Language is a crucial component of one’s identity and engagement with one’s community. Studies have also shown that actively engaging with one’s mother tongue is a necessary facet of design thinking and comprehension, as well as promoting the holistic development of an individual. Thus, it is important to give primacy to the opinions of those non-Hindi speakers who believe that a compulsion of learning Hindi strikes at their right to promote their mother tongues.
What is the policy of the Bharatiya Janata Party regarding Hindi as a language?

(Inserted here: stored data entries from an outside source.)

//! Event handlers: one entry point per scheduler operation.
//!
//! Every handler mutates [`SchedulerState`], runs the transitions it
//! implies, and leaves the resulting messages in the outbox.

use std::collections::{BTreeMap, BTreeSet};
use std::time::Instant;

use hive_core::protocol::{ClientId, SchedulerQuery, SchedulerReply, ToClient, ToWorker, WorkerMetrics};
use hive_core::{Address, TaskError, TaskKey, TaskPriority, TaskSpec, TaskStatus};
use tracing::{debug, info, warn};

use crate::state::{ClientState, SchedulerState, TaskState, WorkerState};
use crate::transitions::{release_recommendation, Recommendations};
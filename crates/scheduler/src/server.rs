//! The scheduler's control loop.
//!
//! One tokio task owns the [`SchedulerState`]. It multiplexes the inbox,
//! network membership events, the heartbeat tick and a pending restart
//! deadline, feeds each event to the state machine, and flushes the outbox
//! before taking the next one.

use std::sync::Arc;

use hive_comm::{Endpoint, EndpointHandle, Message, Network, NetworkEvent};
use hive_core::protocol::{SchedulerReply, ToScheduler, ToWorker};
use hive_core::{stimulus_id, Address, SchedulerConfig};
use serde::Serialize;
use tokio::sync::{broadcast, Notify};
use tokio::task::JoinHandle;
use tokio::time::{Duration, Instant, MissedTickBehavior};
use tracing::{debug, error, info, warn};

use crate::error::SchedulerError;
use crate::state::SchedulerState;

// ── Server ──────────────────────────────────────────────────────────

pub struct SchedulerServer;

impl SchedulerServer {
    /// Start a scheduler at the well-known [`Address::scheduler`].
    pub fn start(network: &Network, config: SchedulerConfig) -> Result<SchedulerHandle, SchedulerError> {
        Self::start_at(network, Address::scheduler(), config)
    }

    pub fn start_at(
        network: &Network,
        address: Address,
        config: SchedulerConfig,
    ) -> Result<SchedulerHandle, SchedulerError> {
        let endpoint = network.listen(address.clone())?;
        let events = network.subscribe();
        let shutdown = Arc::new(Notify::new());

        let reactor = Reactor {
            handle: endpoint.handle(),
            state: SchedulerState::new(config),
            restart: None,
        };
        let join = tokio::spawn(reactor.run(endpoint, events, shutdown.clone()));
        info!(address = %address, "scheduler started");

        Ok(SchedulerHandle {
            address,
            shutdown,
            join,
        })
    }
}

/// Owner's handle to a running scheduler.
pub struct SchedulerHandle {
    address: Address,
    shutdown: Arc<Notify>,
    join: JoinHandle<()>,
}

impl SchedulerHandle {
    pub fn address(&self) -> &Address {
        &self.address
    }

    /// Stop the control loop, terminating connected workers, and wait for it.
    pub async fn close(self) {
        self.shutdown.notify_one();
        if let Err(e) = self.join.await {
            warn!(error = %e, "scheduler task ended abnormally");
        }
    }
}

// ── Reactor ─────────────────────────────────────────────────────────

/// Clients waiting for terminated workers to come back.
struct RestartBarrier {
    requests: Vec<Message>,
    expected: usize,
    deadline: Instant,
}

struct Reactor {
    handle: EndpointHandle,
    state: SchedulerState,
    restart: Option<RestartBarrier>,
}

impl Reactor {
    async fn run(
        mut self,
        mut endpoint: Endpoint,
        mut events: broadcast::Receiver<NetworkEvent>,
        shutdown: Arc<Notify>,
    ) {
        let mut tick = tokio::time::interval(self.state.config().heartbeat_interval());
        tick.set_missed_tick_behavior(MissedTickBehavior::Delay);

        loop {
            let restart_deadline = self.restart.as_ref().map(|b| b.deadline);
            tokio::select! {
                _ = shutdown.notified() => break,
                message = endpoint.recv() => match message {
                    Some(message) => self.handle_message(message),
                    None => {
                        warn!("scheduler endpoint closed");
                        break;
                    }
                },
                event = events.recv() => match event {
                    Ok(NetworkEvent::Disconnected { address, killed }) => {
                        self.handle_disconnect(&address, killed);
                    }
                    Err(broadcast::error::RecvError::Lagged(missed)) => {
                        warn!(missed, "missed network events");
                    }
                    Err(broadcast::error::RecvError::Closed) => break,
                },
                _ = tick.tick() => self.handle_tick(),
                _ = sleep_until_opt(restart_deadline) => self.finish_restart(false),
            }
            self.flush();
            self.check_restart();
        }

        for worker in self.state.workers().map(|ws| ws.address.clone()).collect::<Vec<_>>() {
            self.send(
                &worker,
                &ToWorker::Terminate {
                    reason: "scheduler closing".to_string(),
                },
            );
        }
        info!(address = %self.handle.address(), "scheduler stopped");
    }

    fn handle_message(&mut self, message: Message) {
        let op: ToScheduler = match message.decode() {
            Ok(op) => op,
            Err(e) => {
                warn!(op = %message.op, sender = %message.sender, error = %e, "undecodable message");
                if message.is_request() {
                    self.reply(&message, &SchedulerReply::Error(e.to_string()));
                }
                return;
            }
        };
        let sender = message.sender.clone();
        debug!(op = op.op(), sender = %sender, "scheduler received");

        match op {
            // Clients
            ToScheduler::RegisterClient => {
                self.state.add_client(&sender);
                self.reply(&message, &SchedulerReply::Ack);
            }
            ToScheduler::CloseClient => {
                self.state.remove_client(&sender, &stimulus_id("close-client"));
            }
            ToScheduler::SubmitGraph {
                tasks,
                wanted,
                stimulus_id,
            } => self.state.submit_graph(&sender, tasks, wanted, &stimulus_id),
            ToScheduler::ClientReleasesKeys { keys, stimulus_id } => {
                self.state.client_releases_keys(&sender, &keys, &stimulus_id);
            }
            ToScheduler::CancelKeys {
                keys,
                force,
                stimulus_id,
            } => {
                self.state.cancel_keys(&sender, &keys, force, &stimulus_id);
                // cancelled-keys must reach the client before the ack.
                self.flush();
                self.reply(&message, &SchedulerReply::Ack);
            }
            ToScheduler::Restart { timeout_ms } => self.begin_restart(message, timeout_ms),
            ToScheduler::Query(query) => {
                let reply = self.state.query(&query);
                self.reply(&message, &reply);
            }

            // Workers
            ToScheduler::RegisterWorker {
                nthreads,
                resources,
            } => {
                self.state.add_worker(
                    &sender,
                    nthreads,
                    resources,
                    now(),
                    &stimulus_id("register-worker"),
                );
                if message.is_request() {
                    let interval = self.state.config().heartbeat_interval_ms;
                    self.reply(
                        &message,
                        &SchedulerReply::Registered {
                            heartbeat_interval_ms: interval,
                        },
                    );
                }
            }
            op if !self.state.is_worker(&sender) => {
                debug!(op = op.op(), sender = %sender, "ignoring message from unknown worker");
            }
            ToScheduler::UnregisterWorker { stimulus_id } => {
                self.state
                    .remove_worker(&sender, "worker closed", &stimulus_id);
            }
            ToScheduler::Heartbeat { metrics } => {
                self.state.heartbeat(&sender, metrics, now());
            }
            ToScheduler::TaskFinished {
                key,
                nbytes,
                duration_ms,
                stimulus_id,
            } => self
                .state
                .task_finished(&sender, &key, nbytes, duration_ms, &stimulus_id),
            ToScheduler::TaskErred {
                key,
                error,
                stimulus_id,
            } => self.state.task_erred(&sender, &key, error, &stimulus_id),
            ToScheduler::MissingData {
                key,
                errant_worker,
                stimulus_id,
            } => self.state.missing_data(&key, &errant_worker, &stimulus_id),
            ToScheduler::AddKeys { keys, stimulus_id } => {
                self.state.add_keys(&sender, &keys, &stimulus_id);
            }
            ToScheduler::RequestWhoHas { keys } => {
                self.state
                    .request_who_has(&sender, &keys, &stimulus_id("request-who-has"));
            }
            ToScheduler::LongRunning { key, .. } => self.state.long_running(&sender, &key),
        }
    }

    fn handle_disconnect(&mut self, address: &Address, killed: bool) {
        let sid = stimulus_id("disconnect");
        if self.state.is_worker(address) {
            let reason = if killed { "worker killed" } else { "connection closed" };
            self.state.remove_worker(address, reason, &sid);
        } else if self.state.is_client(address) {
            self.state.remove_client(address, &sid);
        }
    }

    fn handle_tick(&mut self) {
        let expired = self.state.expired_workers(now());
        if expired.is_empty() {
            return;
        }
        let sid = stimulus_id("worker-ttl");
        for worker in expired {
            warn!(worker = %worker, "worker missed heartbeats, removing");
            self.state.remove_worker(&worker, "heartbeat timeout", &sid);
            self.send(
                &worker,
                &ToWorker::Terminate {
                    reason: "heartbeat timeout".to_string(),
                },
            );
        }
    }

    // ── Restart ─────────────────────────────────────────────────────

    fn begin_restart(&mut self, request: Message, timeout_ms: u64) {
        if let Some(barrier) = &mut self.restart {
            barrier.requests.push(request);
            return;
        }
        let expected = self.state.restart(&stimulus_id("restart"));
        self.restart = Some(RestartBarrier {
            requests: vec![request],
            expected,
            deadline: Instant::now() + Duration::from_millis(timeout_ms),
        });
    }

    fn check_restart(&mut self) {
        let done = self
            .restart
            .as_ref()
            .is_some_and(|b| self.state.workers().count() >= b.expected);
        if done {
            self.finish_restart(true);
        }
    }

    fn finish_restart(&mut self, complete: bool) {
        let Some(barrier) = self.restart.take() else {
            return;
        };
        let workers = self.state.workers().count();
        if complete {
            info!(workers, "restart complete");
        } else {
            warn!(workers, expected = barrier.expected, "restart timed out waiting for workers");
        }
        let reply = SchedulerReply::Restarted {
            workers,
            expected: barrier.expected,
            complete,
        };
        for request in &barrier.requests {
            self.reply(request, &reply);
        }
    }

    // ── Outbound ────────────────────────────────────────────────────

    /// Deliver everything the state machine produced, in order.
    fn flush(&mut self) {
        let outbox = self.state.take_outbox();
        for (to, msg) in &outbox.workers {
            self.send_op(to, msg.op(), msg);
        }
        for (to, msg) in &outbox.clients {
            self.send_op(to, msg.op(), msg);
        }
        if self.state.config().validate {
            if let Err(e) = self.state.validate() {
                error!(error = %e, "scheduler state validation failed");
            }
        }
    }

    fn send(&self, to: &Address, msg: &ToWorker) {
        self.send_op(to, msg.op(), msg);
    }

    fn send_op<T: Serialize>(&self, to: &Address, op: &str, payload: &T) {
        if let Err(e) = self.handle.send(to, op, payload) {
            // The peer is gone; its disconnect event does the cleanup.
            debug!(to = %to, op, error = %e, "dropping outbound message");
        }
    }

    fn reply(&self, request: &Message, reply: &SchedulerReply) {
        if let Err(e) = self.handle.reply(request, reply) {
            debug!(to = %request.sender, error = %e, "dropping reply");
        }
    }
}

/// Current time on the tokio clock, so paused-time tests see heartbeats age.
fn now() -> std::time::Instant {
    Instant::now().into_std()
}

async fn sleep_until_opt(deadline: Option<Instant>) {
    match deadline {
        Some(deadline) => tokio::time::sleep_until(deadline).await,
        None => std::future::pending().await,
    }
}
use std::collections::{BTreeMap, BTreeSet};
use std::sync::Arc;

use hive_core::protocol::{ToScheduler, WhoHas};
use hive_core::{Arg, RunSpec, TaskError, TaskKey, TaskPriority, WorkerTaskStatus};
use serde_json::Value;
use tracing::{debug, warn};

use super::{estimate_nbytes, Instruction, WorkerStateMachine};

use WorkerTaskStatus::*;

impl WorkerStateMachine {
    // ── Compute requests ────────────────────────────────────────────

    #[allow(clippy::too_many_arguments)]
    pub(super) fn handle_compute_task(
        &mut self,
        key: TaskKey,
        run_spec: RunSpec,
        who_has: &WhoHas,
        nbytes: &BTreeMap<TaskKey, u64>,
        priority: TaskPriority,
        resources: BTreeMap<String, f64>,
        stimulus_id: &str,
    ) {
        let current = self.tasks.get(&key).map(|ts| (ts.state, ts.previous, ts.priority));
        match current {
            Some((Memory, _, _)) => {
                // Already here, fetched as a dependency or computed before.
                let nbytes = self.tasks.get(&key).and_then(|ts| ts.nbytes).unwrap_or(0);
                self.send(ToScheduler::TaskFinished {
                    key,
                    nbytes,
                    duration_ms: 0,
                    stimulus_id: stimulus_id.to_string(),
                });
                return;
            }
            Some((Waiting | Ready | Constrained | Executing | LongRunning, _, _)) => {
                debug!(worker = %self.address, key = %key, "duplicate compute request");
                return;
            }
            Some((Cancelled | Resumed, Some(previous), _)) if previous.is_running() => {
                // The user code never stopped; keep its result after all.
                if let Some(ts) = self.tasks.get_mut(&key) {
                    ts.previous = None;
                    ts.next = None;
                }
                self.set_state(&key, previous, stimulus_id);
                return;
            }
            Some((Flight, _, _)) | Some((Cancelled | Resumed, Some(Flight), _)) => {
                // Let the transfer finish; compute only if it fails.
                if let Some(ts) = self.tasks.get_mut(&key) {
                    ts.previous = Some(Flight);
                    ts.next = Some(Waiting);
                    ts.run_spec = Some(run_spec);
                    ts.resource_restrictions = resources;
                }
                self.set_state(&key, Resumed, stimulus_id);
                return;
            }
            Some((Fetch, _, old_priority)) => {
                self.data_needed.remove(&(old_priority, key.clone()));
            }
            Some((Missing, _, _)) => {
                self.missing.remove(&key);
            }
            _ => {}
        }

        self.ensure_task(&key, priority);
        if let Some(ts) = self.tasks.get_mut(&key) {
            ts.run_spec = Some(run_spec);
            ts.priority = priority;
            ts.resource_restrictions = resources;
            ts.exception = None;
        }
        self.prepare_compute(&key, who_has, nbytes, stimulus_id);
    }

    /// Link `key` to its dependencies, start fetching what is not local and
    /// queue it once everything is.
    pub(super) fn prepare_compute(
        &mut self,
        key: &TaskKey,
        who_has: &WhoHas,
        nbytes: &BTreeMap<TaskKey, u64>,
        stimulus_id: &str,
    ) {
        let Some(ts) = self.tasks.get(key) else {
            return;
        };
        let Some(run_spec) = &ts.run_spec else {
            return;
        };
        let dependencies = run_spec.dependencies();
        let priority = ts.priority;

        let mut waiting = BTreeSet::new();
        for dep in &dependencies {
            self.ensure_task(dep, priority);
            if let Some(dts) = self.tasks.get_mut(dep) {
                dts.dependents.insert(key.clone());
                if let Some(n) = nbytes.get(dep) {
                    dts.nbytes = Some(*n);
                }
            }
            if let Some(holders) = who_has.get(dep) {
                self.set_sources(dep, holders, stimulus_id);
            }
            if self.need_dependency(dep, priority, stimulus_id) {
                waiting.insert(dep.clone());
            }
        }

        let ready = waiting.is_empty();
        if let Some(ts) = self.tasks.get_mut(key) {
            ts.dependencies = dependencies;
            ts.waiting_for_data = waiting;
        }
        if ready {
            self.to_runnable(key, stimulus_id);
        } else {
            self.set_state(key, Waiting, stimulus_id);
        }
    }

    /// Make sure `dep` is on its way into local memory. Returns whether it
    /// is still pending.
    fn need_dependency(&mut self, dep: &TaskKey, priority: TaskPriority, stimulus_id: &str) -> bool {
        let Some(dts) = self.tasks.get_mut(dep) else {
            return false;
        };
        match dts.state {
            Memory => false,
            Released => {
                dts.priority = priority;
                self.to_fetch_or_missing(dep, stimulus_id);
                true
            }
            Fetch if priority < dts.priority => {
                let old = (dts.priority, dep.clone());
                dts.priority = priority;
                self.data_needed.remove(&old);
                self.data_needed.insert((priority, dep.clone()));
                true
            }
            Cancelled if dts.previous == Some(Flight) => {
                dts.previous = None;
                self.set_state(dep, Flight, stimulus_id);
                true
            }
            Cancelled => {
                // Still executing here; fall back to a fetch if that fails.
                dts.next = Some(Fetch);
                self.set_state(dep, Resumed, stimulus_id);
                true
            }
            _ => true,
        }
    }

    pub(super) fn to_runnable(&mut self, key: &TaskKey, stimulus_id: &str) {
        let Some(ts) = self.tasks.get(key) else {
            return;
        };
        let entry = (ts.priority, key.clone());
        if ts.resource_restrictions.is_empty() {
            self.ready.insert(entry);
            self.set_state(key, Ready, stimulus_id);
        } else {
            self.constrained.insert(entry);
            self.set_state(key, Constrained, stimulus_id);
        }
    }

    // ── Execution ───────────────────────────────────────────────────

    /// Fill free execution slots, most urgent first.
    pub(super) fn ensure_computing(&mut self, stimulus_id: &str) {
        while self.executing.len() < self.nthreads {
            let ready = self.ready.first().cloned();
            let constrained = self
                .constrained
                .iter()
                .find(|(_, key)| self.resources_fit(key))
                .cloned();
            let next = match (ready, constrained) {
                (Some(r), Some(c)) => r.min(c),
                (Some(n), None) | (None, Some(n)) => n,
                (None, None) => break,
            };
            self.ready.remove(&next);
            self.constrained.remove(&next);
            self.start_execution(&next.1, stimulus_id);
        }
    }

    fn resources_fit(&self, key: &TaskKey) -> bool {
        self.tasks.get(key).is_some_and(|ts| {
            ts.resource_restrictions.iter().all(|(name, needed)| {
                self.available_resources.get(name).copied().unwrap_or(0.0) >= *needed
            })
        })
    }

    fn start_execution(&mut self, key: &TaskKey, stimulus_id: &str) {
        let Some(ts) = self.tasks.get(key) else {
            return;
        };
        let Some(run_spec) = ts.run_spec.clone() else {
            return;
        };
        let restrictions = ts.resource_restrictions.clone();
        let priority = ts.priority;

        match self.resolve(&run_spec) {
            Ok((args, kwargs)) => {
                for (name, amount) in &restrictions {
                    *self.available_resources.entry(name.clone()).or_insert(0.0) -= amount;
                }
                self.executing.insert(key.clone());
                self.set_state(key, Executing, stimulus_id);
                self.instructions.push(Instruction::Execute {
                    key: key.clone(),
                    function: run_spec.function,
                    args,
                    kwargs,
                    stimulus_id: stimulus_id.to_string(),
                });
            }
            Err(dep) => {
                warn!(worker = %self.address, key = %key, dependency = %dep, "dependency vanished before execution");
                if let Some(ts) = self.tasks.get_mut(key) {
                    ts.waiting_for_data.insert(dep.clone());
                }
                self.set_state(key, Waiting, stimulus_id);
                self.need_dependency(&dep, priority, stimulus_id);
            }
        }
    }

    /// Substitute local data for every dependency reference.
    #[allow(clippy::type_complexity)]
    fn resolve(
        &self,
        run_spec: &RunSpec,
    ) -> Result<(Vec<Arc<Value>>, BTreeMap<String, Arc<Value>>), TaskKey> {
        let args = run_spec
            .args
            .iter()
            .map(|arg| self.resolve_arg(arg))
            .collect::<Result<Vec<_>, _>>()?;
        let kwargs = run_spec
            .kwargs
            .iter()
            .map(|(name, arg)| Ok((name.clone(), self.resolve_arg(arg)?)))
            .collect::<Result<BTreeMap<_, _>, TaskKey>>()?;
        Ok((args, kwargs))
    }

    fn resolve_arg(&self, arg: &Arg) -> Result<Arc<Value>, TaskKey> {
        match arg {
            Arg::Value(v) => Ok(Arc::new(v.clone())),
            Arg::Future(key) => self.data.get(key).cloned().ok_or_else(|| key.clone()),
            Arg::List(items) => {
                let values = items
                    .iter()
                    .map(|item| self.resolve_arg(item).map(|v| Value::clone(&v)))
                    .collect::<Result<Vec<_>, _>>()?;
                Ok(Arc::new(Value::Array(values)))
            }
        }
    }

    /// Give back the execution slot and resources held by `key`.
    fn free_slot(&mut self, key: &TaskKey) {
        let held = self.executing.remove(key) | self.long_running.remove(key);
        if !held {
            return;
        }
        if let Some(ts) = self.tasks.get(key) {
            for (name, amount) in &ts.resource_restrictions {
                *self.available_resources.entry(name.clone()).or_insert(0.0) += amount;
            }
        }
    }

    // ── Results ─────────────────────────────────────────────────────

    pub(super) fn handle_execute_success(
        &mut self,
        key: TaskKey,
        value: Value,
        duration_ms: u64,
        stimulus_id: &str,
    ) {
        self.free_slot(&key);
        let Some(ts) = self.tasks.get(&key) else {
            return;
        };
        match (ts.state, ts.next) {
            (Executing | LongRunning, _) => {
                let nbytes = estimate_nbytes(&value);
                self.put_in_memory(&key, value, nbytes, stimulus_id);
                self.send(ToScheduler::TaskFinished {
                    key,
                    nbytes,
                    duration_ms,
                    stimulus_id: stimulus_id.to_string(),
                });
            }
            (Resumed, Some(Fetch)) => {
                // Another worker was asked for it meanwhile; offer a replica.
                let nbytes = estimate_nbytes(&value);
                self.put_in_memory(&key, value, nbytes, stimulus_id);
                self.send(ToScheduler::AddKeys {
                    keys: vec![key],
                    stimulus_id: stimulus_id.to_string(),
                });
            }
            (Cancelled, _) => self.discard(&key, stimulus_id),
            (state, _) => {
                debug!(worker = %self.address, key = %key, state = %state, "ignoring execution result");
            }
        }
    }

    pub(super) fn handle_execute_failure(&mut self, key: TaskKey, error: TaskError, stimulus_id: &str) {
        self.free_slot(&key);
        let Some(ts) = self.tasks.get_mut(&key) else {
            return;
        };
        match (ts.state, ts.next) {
            (Executing | LongRunning, _) => {
                debug!(worker = %self.address, key = %key, error = %error, "task failed");
                ts.exception = Some(error.clone());
                self.set_state(&key, Error, stimulus_id);
                self.send(ToScheduler::TaskErred {
                    key,
                    error,
                    stimulus_id: stimulus_id.to_string(),
                });
            }
            (Resumed, Some(Fetch)) => {
                ts.previous = None;
                ts.next = None;
                self.to_fetch_or_missing(&key, stimulus_id);
            }
            (Cancelled, _) => self.discard(&key, stimulus_id),
            _ => {}
        }
    }

    /// Store a result and wake the dependents that were waiting for it.
    pub(super) fn put_in_memory(&mut self, key: &TaskKey, value: Value, nbytes: u64, stimulus_id: &str) {
        self.data.insert(key.clone(), Arc::new(value));
        let Some(ts) = self.tasks.get_mut(key) else {
            return;
        };
        ts.nbytes = Some(nbytes);
        ts.previous = None;
        ts.next = None;
        ts.active_source = None;
        let dependents: Vec<TaskKey> = ts.dependents.iter().cloned().collect();
        self.set_state(key, Memory, stimulus_id);

        for dependent in dependents {
            let Some(dts) = self.tasks.get_mut(&dependent) else {
                continue;
            };
            if dts.state == Waiting && dts.waiting_for_data.remove(key) && dts.waiting_for_data.is_empty() {
                self.to_runnable(&dependent, stimulus_id);
            }
        }
    }

    pub(super) fn handle_secede(&mut self, key: TaskKey, stimulus_id: &str) {
        if !self.executing.remove(&key) {
            return;
        }
        self.long_running.insert(key.clone());
        let Some(ts) = self.tasks.get_mut(&key) else {
            return;
        };
        match ts.state {
            Executing => {
                self.set_state(&key, LongRunning, stimulus_id);
                self.send(ToScheduler::LongRunning {
                    key,
                    stimulus_id: stimulus_id.to_string(),
                });
            }
            Cancelled | Resumed if ts.previous == Some(Executing) => {
                ts.previous = Some(LongRunning);
            }
            _ => {}
        }
    }
}
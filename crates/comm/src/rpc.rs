//! Correlation-id matched replies.
//!
//! A requester registers a oneshot slot under the request's correlation id;
//! the endpoint's receive loop hands every reply envelope to
//! [`PendingReplies::resolve`], which completes the matching slot.

use std::collections::HashMap;
use std::sync::{Arc, Mutex, PoisonError};

use tokio::sync::oneshot;
use tracing::debug;
use uuid::Uuid;

use crate::message::Message;

/// Replies awaited by in-progress requests of one endpoint.
#[derive(Debug, Clone, Default)]
pub struct PendingReplies {
    slots: Arc<Mutex<HashMap<Uuid, oneshot::Sender<Message>>>>,
}

impl PendingReplies {
    pub fn new() -> Self {
        Self::default()
    }

    /// Register interest in the reply to `correlation_id`.
    pub fn register(&self, correlation_id: Uuid) -> oneshot::Receiver<Message> {
        let (tx, rx) = oneshot::channel();
        self.lock().insert(correlation_id, tx);
        rx
    }

    /// Route a reply to its waiting requester. Returns `false` when nobody
    /// waits for it any more (timed out or never asked).
    pub fn resolve(&self, reply: Message) -> bool {
        let cid = reply.correlation_id;
        match self.lock().remove(&cid) {
            Some(tx) => tx.send(reply).is_ok(),
            None => {
                debug!(correlation_id = %cid, "received reply for unknown correlation_id");
                false
            }
        }
    }

    /// Stop waiting for `correlation_id`.
    pub fn cancel(&self, correlation_id: &Uuid) {
        self.lock().remove(correlation_id);
    }

    /// Fail every outstanding request; their receivers observe a closed channel.
    pub fn clear(&self) {
        self.lock().clear();
    }

    pub fn len(&self) -> usize {
        self.lock().len()
    }

    pub fn is_empty(&self) -> bool {
        self.len() == 0
    }

    fn lock(&self) -> std::sync::MutexGuard<'_, HashMap<Uuid, oneshot::Sender<Message>>> {
        self.slots.lock().unwrap_or_else(PoisonError::into_inner)
    }
}

#[cfg(test)]
mod tests {
    use hive_core::Address;

    use super::*;

    #[tokio::test]
    async fn resolve_completes_matching_request() {
        let pending = PendingReplies::new();
        let request = Message::request("q", &Address::inproc("a"), &1u8).unwrap();
        let rx = pending.register(request.correlation_id);

        let other = Message::reply(Uuid::new_v4(), &Address::inproc("b"), &0u8).unwrap();
        assert!(!pending.resolve(other));

        let reply = Message::reply(request.correlation_id, &Address::inproc("b"), &2u8).unwrap();
        assert!(pending.resolve(reply));
        assert_eq!(rx.await.unwrap().decode::<u8>().unwrap(), 2);
        assert!(pending.is_empty());
    }

    #[tokio::test]
    async fn clear_fails_waiters() {
        let pending = PendingReplies::new();
        let rx = pending.register(Uuid::new_v4());
        pending.clear();
        assert!(rx.await.is_err());
    }
}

This is not the first time the party has been criticized for putting the Hindi language at a higher pedestal than others and equating it somewhat to the status of a national language, which it is not. As far back as 2014, the ruling National Democratic Alliance government centralized examinations for recruitment to Regional Rural Banks, leading to the examinations being held only in English and Hindi; previously, they were held in 13 different regional languages, in addition to English and Hindi. Furthermore, the domicile clause that had been operation, which had previously ensured that only those who spoke the local language would be posted in rural areas in Regional Rural Banks was removed. After much pushback, the government reversed its position in 2019.
The Tamil Nadu Chief Minister, M.K. Stalin vociferously criticized the aforementioned idea of ‘One Nation, One Language’ on the grounds of being detrimental to the country’s unity.
Earlier in 2019, the Centre’s draft National Education Policy, that seemingly pushed a three-language policy in schools, including Hindi, led to the hashtag #HindiIsNotTheNationalLanguage trending on Twitter as individuals from all over the country protested the need for a common language, particularly one other than English. The Communist Party of India (Marxist) castigated the Policy’s three-language formula for promoting “linguistic chauvinism.”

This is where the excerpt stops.